Alsdann stottert er, als ob er die Formel nicht wiederholen könnte, so dass kein förmlicher Eid herauskommt und man doch glaubt, er habe geschworen. Oder er verdreht die Worte so, dass er gleichfalls nur scheinbar schwört. Oder er verandelt den Eid in eine Gebetsformel. z.
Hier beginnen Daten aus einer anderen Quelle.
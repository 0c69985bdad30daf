//! Keeps the two input slots mutually exclusive: drawn vs uploaded sketch,
//! uploaded model photo vs preset selector.

use crate::models::{DesignParameters, ImageFile, ModelPreset, ModelReference, SketchSource};

#[derive(Debug, Clone, PartialEq)]
pub enum StudioEvent {
    SketchUploaded(ImageFile),
    SketchFileCleared,
    CanvasCleared,
    StrokeBegan,
    ModelUploaded(ImageFile),
    ModelFileCleared,
    PresetSelected(ModelPreset),
    DescriptionChanged(String),
    RealismChanged(u8),
}

#[derive(Debug, Clone, PartialEq, Default)]
pub struct StudioState {
    pub sketch_file: Option<ImageFile>,
    pub has_drawn: bool,
    pub model_file: Option<ImageFile>,
    pub preset: ModelPreset,
    pub design: DesignParameters,
}

impl StudioState {
    pub fn new(preset: ModelPreset, realism: u8) -> Self {
        Self {
            preset,
            design: DesignParameters::new("", realism),
            ..Default::default()
        }
    }

    /// Uploaded file first, then the drawn path.
    pub fn sketch_source(&self) -> SketchSource<'_> {
        match (&self.sketch_file, self.has_drawn) {
            (Some(file), _) => SketchSource::Uploaded(file),
            (None, true) => SketchSource::Drawn,
            (None, false) => SketchSource::None,
        }
    }

    pub fn model_reference(&self) -> ModelReference<'_> {
        match &self.model_file {
            Some(file) => ModelReference::Uploaded(file),
            None => ModelReference::Preset(self.preset),
        }
    }

    pub fn has_sketch(&self) -> bool {
        self.sketch_source().is_present()
    }

    /// Rule 1: an uploaded sketch disables drawing.
    pub fn drawing_locked(&self) -> bool {
        self.sketch_file.is_some()
    }

    /// Rule 1: a drawn path disables the sketch upload control.
    pub fn sketch_upload_locked(&self) -> bool {
        self.has_drawn && self.sketch_file.is_none()
    }

    /// Rule 2: an uploaded model photo disables the preset selector.
    pub fn preset_locked(&self) -> bool {
        self.model_file.is_some()
    }
}

/// Pure transition. Raster side effects belong to the caller.
pub fn apply(mut state: StudioState, event: StudioEvent) -> StudioState {
    match event {
        StudioEvent::SketchUploaded(file) => {
            state.sketch_file = Some(file);
            state.has_drawn = false;
        }
        StudioEvent::SketchFileCleared => {
            state.sketch_file = None;
        }
        StudioEvent::CanvasCleared => {
            state.sketch_file = None;
            state.has_drawn = false;
        }
        StudioEvent::StrokeBegan => {
            if !state.drawing_locked() {
                state.has_drawn = true;
            }
        }
        StudioEvent::ModelUploaded(file) => {
            state.model_file = Some(file);
        }
        StudioEvent::ModelFileCleared => {
            state.model_file = None;
        }
        StudioEvent::PresetSelected(preset) => {
            state.preset = preset;
        }
        StudioEvent::DescriptionChanged(text) => {
            state.design.description = text;
        }
        StudioEvent::RealismChanged(value) => {
            state.design.set_realism(value);
        }
    }
    state
}
use thiserror::Error;

#[derive(Debug, Error)]
pub enum StudioError {
    #[error("Configuration error: {0}")]
    ConfigError(String),

    /// Raised locally before any network activity.
    #[error("Please upload or draw a sketch first.")]
    MissingSketch,

    #[error("A generation is already in progress")]
    Busy,

    #[error("Failed to read {name}: {message}")]
    ReadError { name: String, message: String },

    #[error("Encode error: {0}")]
    EncodeError(String),

    #[error("Serialization error: {0}")]
    SerializationError(String),

    #[error("Request error: {0}")]
    RequestError(String),

    #[error("Service error ({status}): {message}")]
    ServiceError { status: u16, message: String },

    #[error("Response error: {0}")]
    ResponseError(String),

    #[error("No image was returned by the model.{}", model_said(.0))]
    NoImageReturned(Option<String>),
}

fn model_said(text: &Option<String>) -> String {
    match text {
        Some(text) => format!(" Model said: {}", text),
        None => String::new(),
    }
}

impl From<reqwest::Error> for StudioError {
    fn from(e: reqwest::Error) -> Self {
        StudioError::RequestError(e.to_string())
    }
}

impl From<serde_json::Error> for StudioError {
    fn from(e: serde_json::Error) -> Self {
        StudioError::SerializationError(e.to_string())
    }
}

pub type Result<T> = std::result::Result<T, StudioError>;
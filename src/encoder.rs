use base64::engine::general_purpose::STANDARD as BASE64;
use base64::Engine as _;

use crate::canvas::Raster;
use crate::error::{Result, StudioError};
use crate::models::{EncodedPart, FileContent, GeneratedImage, ImageFile, SketchSource, PNG_MIME};

/// Reads the whole file and pairs its base64 text with the declared mime type.
pub async fn encode_file(file: &ImageFile) -> Result<EncodedPart> {
    let data = match &file.content {
        FileContent::Bytes(bytes) => BASE64.encode(bytes),
        FileContent::Path(path) => {
            let bytes = tokio::fs::read(path).await.map_err(|e| StudioError::ReadError {
                name: file.name.clone(),
                message: e.to_string(),
            })?;
            BASE64.encode(bytes)
        }
    };

    log::debug!(
        "Encoded {} ({}, {} base64 chars)",
        file.name,
        file.mime_type,
        data.len()
    );

    Ok(EncodedPart {
        data,
        mime_type: file.mime_type.clone(),
    })
}

/// Serialises the canvas as PNG.
pub fn encode_raster(raster: &Raster) -> Result<EncodedPart> {
    let png = raster.to_png()?;
    Ok(EncodedPart {
        data: BASE64.encode(png),
        mime_type: PNG_MIME.to_string(),
    })
}

/// An uploaded sketch file takes priority over the drawn canvas.
pub async fn encode_sketch(source: &SketchSource<'_>, raster: &Raster) -> Result<EncodedPart> {
    match source {
        SketchSource::Uploaded(file) => encode_file(file).await,
        SketchSource::Drawn => encode_raster(raster),
        SketchSource::None => Err(StudioError::MissingSketch),
    }
}

pub fn decode_image(data: &str, mime_type: &str) -> Result<GeneratedImage> {
    let bytes = BASE64
        .decode(data.trim().as_bytes())
        .map_err(|e| StudioError::ResponseError(format!("image base64 decode failed: {}", e)))?;
    Ok(GeneratedImage {
        mime_type: mime_type.to_string(),
        data: data.trim().to_string(),
        bytes,
    })
}

#[cfg(test)]
mod tests {
    use super::*;
    use crate::canvas::CanvasPoint;
    use std::io::Write;

    #[tokio::test]
    async fn test_encode_file_from_disk() {
        let mut tmp = tempfile::Builder::new().suffix(".jpg").tempfile().unwrap();
        tmp.write_all(b"hello").unwrap();
        let file = ImageFile::from_path(tmp.path());

        let part = encode_file(&file).await.unwrap();
        assert_eq!(part.data, "aGVsbG8=");
        assert_eq!(part.mime_type, "image/jpeg");
    }

    #[tokio::test]
    async fn test_unreadable_file_is_rejected() {
        let file = ImageFile::from_path("/definitely/not/here/sketch.png");
        let err = encode_file(&file).await.unwrap_err();
        assert!(matches!(err, StudioError::ReadError { ref name, .. } if name == "sketch.png"));
    }

    #[test]
    fn test_encode_raster_png() {
        let mut raster = Raster::new(32, 32, 2.0);
        raster.stroke_segment(CanvasPoint::new(2.0, 2.0), CanvasPoint::new(30.0, 30.0));
        let part = encode_raster(&raster).unwrap();
        assert_eq!(part.mime_type, "image/png");

        let bytes = BASE64.decode(part.data).unwrap();
        let decoded = image::load_from_memory(&bytes).unwrap().to_rgba8();
        assert_eq!(decoded.get_pixel(16, 16).0, [0, 0, 0, 255]);
    }

    #[tokio::test]
    async fn test_uploaded_sketch_wins_over_canvas() {
        let file = ImageFile::from_bytes("upload.webp", "image/webp", b"up".to_vec());
        let raster = Raster::new(8, 8, 1.0);
        let part = encode_sketch(&SketchSource::Uploaded(&file), &raster)
            .await
            .unwrap();
        assert_eq!(part.mime_type, "image/webp");
        assert_eq!(part.data, BASE64.encode(b"up"));
    }

    #[tokio::test]
    async fn test_missing_sketch() {
        let raster = Raster::new(8, 8, 1.0);
        let err = encode_sketch(&SketchSource::None, &raster).await.unwrap_err();
        assert!(matches!(err, StudioError::MissingSketch));
    }

    #[test]
    fn test_decode_image() {
        let image = decode_image("aGVsbG8=\n", "image/png").unwrap();
        assert_eq!(image.bytes, b"hello");
        assert!(decode_image("***", "image/png").is_err());
    }
}
use crate::{
    config::GeminiConfig,
    error::{Result, StudioError},
    gemini::ImageGenerator,
    models::{
        wire::{ApiErrorEnvelope, GenerateContentRequest, GenerateContentResponse},
        GenerationRequest, RESPONSE_MODALITIES,
    },
};
use async_trait::async_trait;
use reqwest::Client;
use std::time::Duration;

#[derive(Clone)]
pub struct GeminiClient {
    client: Client,
    api_base: String,
    api_key: String,
}

impl GeminiClient {
    pub fn new(config: &GeminiConfig) -> Result<Self> {
        let api_key = config
            .api_key
            .clone()
            .filter(|key| !key.trim().is_empty())
            .ok_or_else(|| {
                StudioError::ConfigError("GEMINI_API_KEY (or GOOGLE_API_KEY) is required".into())
            })?;

        let client = Client::builder()
            .timeout(Duration::from_secs(config.timeout_secs.max(1)))
            .build()
            .map_err(|e| StudioError::ConfigError(format!("HTTP client: {}", e)))?;

        Ok(Self {
            client,
            api_base: config.api_base.trim_end_matches('/').to_string(),
            api_key,
        })
    }

    pub fn endpoint_for_model(&self, model: &str) -> String {
        let trimmed = model.trim();
        let model_path = if trimmed.starts_with("models/") {
            trimmed.to_string()
        } else {
            format!("models/{}", trimmed)
        };
        format!("{}/{}:generateContent", self.api_base, model_path)
    }

    fn build_headers(&self) -> Result<reqwest::header::HeaderMap> {
        let mut headers = reqwest::header::HeaderMap::new();
        headers.insert(
            "x-goog-api-key",
            self.api_key
                .parse()
                .map_err(|_| StudioError::ConfigError("API key is not a valid header".into()))?,
        );
        headers.insert(
            reqwest::header::CONTENT_TYPE,
            reqwest::header::HeaderValue::from_static("application/json"),
        );
        Ok(headers)
    }
}

#[async_trait]
impl ImageGenerator for GeminiClient {
    async fn generate(&self, request: &GenerationRequest) -> Result<GenerateContentResponse> {
        let payload = GenerateContentRequest::from_generation(request, &RESPONSE_MODALITIES);
        let url = self.endpoint_for_model(&request.model_id);

        log::info!(
            "Generating image with model: {} ({} image part(s))",
            request.model_id,
            request.images.len()
        );
        log::debug!("Instruction: {}", request.instruction);

        let response = self
            .client
            .post(&url)
            .headers(self.build_headers()?)
            .json(&payload)
            .send()
            .await
            .map_err(|e| {
                log::error!("Gemini transport error: {:?}", e);
                StudioError::RequestError(e.to_string())
            })?;

        let status = response.status();
        let body = response
            .text()
            .await
            .map_err(|e| StudioError::ResponseError(e.to_string()))?;

        if !status.is_success() {
            let message = serde_json::from_str::<ApiErrorEnvelope>(&body)
                .map(|envelope| envelope.error.message)
                .ok()
                .filter(|message| !message.is_empty())
                .unwrap_or_else(|| body.chars().take(300).collect());
            log::error!("Gemini service error {}: {}", status, message);
            return Err(StudioError::ServiceError {
                status: status.as_u16(),
                message,
            });
        }

        serde_json::from_str(&body).map_err(|e| StudioError::ResponseError(e.to_string()))
    }
}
B.: "Gott helfe mir, dass ich kein Ketzer bin!" Gefragt, ob er geschworen habe, wird er sagen: "Hörtet Ihr mich nicht schwören?" Wird er dann weiter hart gedrängt, so fängt er an, an das Mitleid des Richters zu appellieren, indem er spricht: "Mein Herr, wenn ich in etwas Unrecht getan habe, so will ich gerne Buße tragen; nur helft mir, von einer Anklage mich zu reinigen, der ich aus Bosheit und ohne mein Verschulden preisgegeben wurde." Aber ein energischer Inquisitor darf nicht zugeben, dass in solcher Weise auf ihn eingewirkt wird; er muss vielmehr entschlossen vorgehen, bis er solche Leute entweder zum Geständnis ihres Irrtums oder zur öffentlichen Abschwörung dre Ketzerei veranlasst, so dass sie, wenn sich später herausstellt, dass sie falsch geschworen haben, ohne weiteres Verhör dem weltlichen Arme überliefert werden können. Wenn jemand darin einwilligt, zu schwören, dass er kein Ketzer ist, so sage ich zu ihm: "Wenn ihr nur schwören wollt, um dem Scheiterhaufen zu entgehen, so wird weder Eid noch zehn, noch hundert, noch tausend genügen, weil ihr Euch gegenseitig von einer gewissen Zahl von Eiden, die ihr in einer Zwangslage geleistet habt, dispensiert; ich werde daher unzählige Eide fordern. Außerdem werden Euch Eide, wenn ich, wie ich glaube, Beweise wider Euch besitze, Euch nicht vor dem Feuertode bewahren. Ich werdet nur euer Gewissen beflecken, ohne dem Tod entgehen zu können. Wenn ihr dagegen einfach Euren Irrtum bekennt, könnt Ihr Gnade finden!" Ich habe Menschen gesehen, die, in solcher Art bedrängt, schließlich Geständnisse ablegten.